Psychological therapies are effective treatments for hypoactive sexual desire dysfunction (HSDD; formerly hypoactive sexual desire disorder), a common sexual dysfunction among women. Access to evidence-based treatments, however, remains difficult. Internet-based interventions are effective for a variety of psychological disorders and may be a promising means to close the treatment gap for HSDD.
This article describes the treatment protocol and study design of a randomized controlled trial, aiming to study the efficacy of cognitive behavioral and mindfulness-based interventions delivered via the internet for women with HSDD to a waitlist control group. Outcomes are sexual desire (primary) and sexual distress (secondary). Additional variables (eg, depression, mindfulness, rumination) will be assessed as potential moderators or mediators of treatment success.

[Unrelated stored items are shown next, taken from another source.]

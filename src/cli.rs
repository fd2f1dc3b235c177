use clap::{Parser, Subcommand};
use std::path::PathBuf;

use crate::commands::generate;

pub const DEFAULT_CONFIG_PATH: &str = "config.yml";
pub const DEFAULT_PIPELINE_CONFIG_PATH: &str = "child_pipeline.yml";

#[derive(Debug, Parser)]
#[command(name = "pkgs-importer", version)]
#[command(
    about = "A tool to generate a configuration for engines that will import packages between two registries",
    long_about = "This tool reads a configuration file that describes imports. An import is a one way road \
between two package registries: the configuration holds the credentials for each registry and the \
packages to copy.

From this, the tool writes a CI child pipeline configuration that carries out the copy.

Supported package types:
- npm
- maven
- nuget
- pypi"
)]
pub struct Cli {
    /// Configuration file path
    #[arg(short, long, global = true, default_value = DEFAULT_CONFIG_PATH)]
    pub config: PathBuf,

    /// Pipeline configuration file path
    #[arg(
        short,
        long = "pipeline_config",
        global = true,
        default_value = DEFAULT_PIPELINE_CONFIG_PATH
    )]
    pub pipeline_config: PathBuf,

    #[command(subcommand)]
    pub command: Command,
}

#[derive(Debug, Subcommand)]
pub enum Command {
    /// Generates the pipeline config file
    Generate(generate::Args),
}
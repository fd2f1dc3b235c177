//! npm レジストリ実装
//!
//! 認証は `.npmrc` を書き換えて行う。インポート自体は通常の npm コマンドを使う。
//! - <https://docs.npmjs.com/cli/v9/commands/npm-pack#description>
//! - <https://docs.npmjs.com/cli/v9/commands/npm-publish#description>

use crate::config::{Import, RegistryConfig, BASE64_TOKEN_KEY};
use crate::error::Result;
use crate::registry::Registry;

/// npm レジストリ
pub struct NpmRegistry {
    import: Import,
}

impl NpmRegistry {
    pub fn new(import: Import) -> Self {
        Self { import }
    }

    fn configure_access(registry: &RegistryConfig) -> Vec<String> {
        let mut scripts = vec![format!(r#"echo "registry = {}" >> .npmrc"#, registry.url)];

        if registry.credentials.has_token() {
            scripts.push(Self::auth_token_script(registry));
        }

        scripts.extend(
            registry
                .credentials
                .additional_parameters
                .iter()
                .filter(|(key, _)| key.as_str() != BASE64_TOKEN_KEY)
                .map(|(key, value)| Self::config_value_script(key, value)),
        );

        scripts
    }

    /// `//host/path:_authToken = TOKEN`（base64 の場合は `_auth`）
    fn auth_token_script(registry: &RegistryConfig) -> String {
        let url = registry.url.as_str();
        let schemeless = url.strip_prefix("https:").unwrap_or(url);
        let schemeless = schemeless.strip_prefix("http:").unwrap_or(schemeless);

        let auth_key = if registry.credentials.use_base64_token() {
            "_auth"
        } else {
            "_authToken"
        };

        Self::config_value_script(
            &format!("{schemeless}:{auth_key}"),
            &registry.credentials.token,
        )
    }

    fn config_value_script(key: &str, value: &str) -> String {
        format!(r#"echo "{key} = {value}" >> .npmrc"#)
    }

    fn pack_scripts() -> [&'static str; 2] {
        [
            "mkdir _pkg",
            r#"npm pack --pack-destination="_pkg" $PACKAGE_NAME@$PACKAGE_VERSION"#,
        ]
    }

    /// publishConfig を取り除いて再パックする
    fn process_package_scripts() -> [&'static str; 5] {
        [
            "cd _pkg",
            "ls *.tgz | xargs tar zxvf",
            "cd package",
            "npm pkg delete publishConfig",
            "npm pack",
        ]
    }
}

impl Registry for NpmRegistry {
    fn scripts(&self) -> Result<Vec<String>> {
        let mut scripts = Vec::with_capacity(15);

        scripts.extend(Self::configure_access(&self.import.source));
        scripts.extend(Self::pack_scripts().map(String::from));
        scripts.push("rm -f .npmrc".to_string());
        scripts.extend(Self::process_package_scripts().map(String::from));
        scripts.extend(Self::configure_access(&self.import.destination));
        scripts.push("ls *.tgz | xargs npm publish".to_string());

        Ok(scripts)
    }

    fn image_name(&self) -> &'static str {
        "node:alpine"
    }
}

#[cfg(test)]
#[path = "npm_test.rs"]
mod tests;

A cognitive behavioral and a mindfulness-based self-help intervention for HSDD will be provided online. Overall, 266 women with HSDD will be recruited and assigned either to one of the intervention groups, or to a waitlist control group (2:2:1). Outcome data will be assessed at baseline, at 12 weeks, and at 6 and 12 months after randomization. Intention-to-treat and completer analyses will be conducted.
We expect improvements in sexual desire and sexuality-related distress in both intervention groups compared to the waitlist control. Recruitment has begun in January 2019 and is expected to be completed in August 2021. Results will be published in 2022.
This study aims to contribute to the improvement and dissemination of psychological treatments for women with HSDD and to clarify whether cognitive behavioral and/or mindfulness-based treatments for HSDD are feasible and effective when delivered via the internet.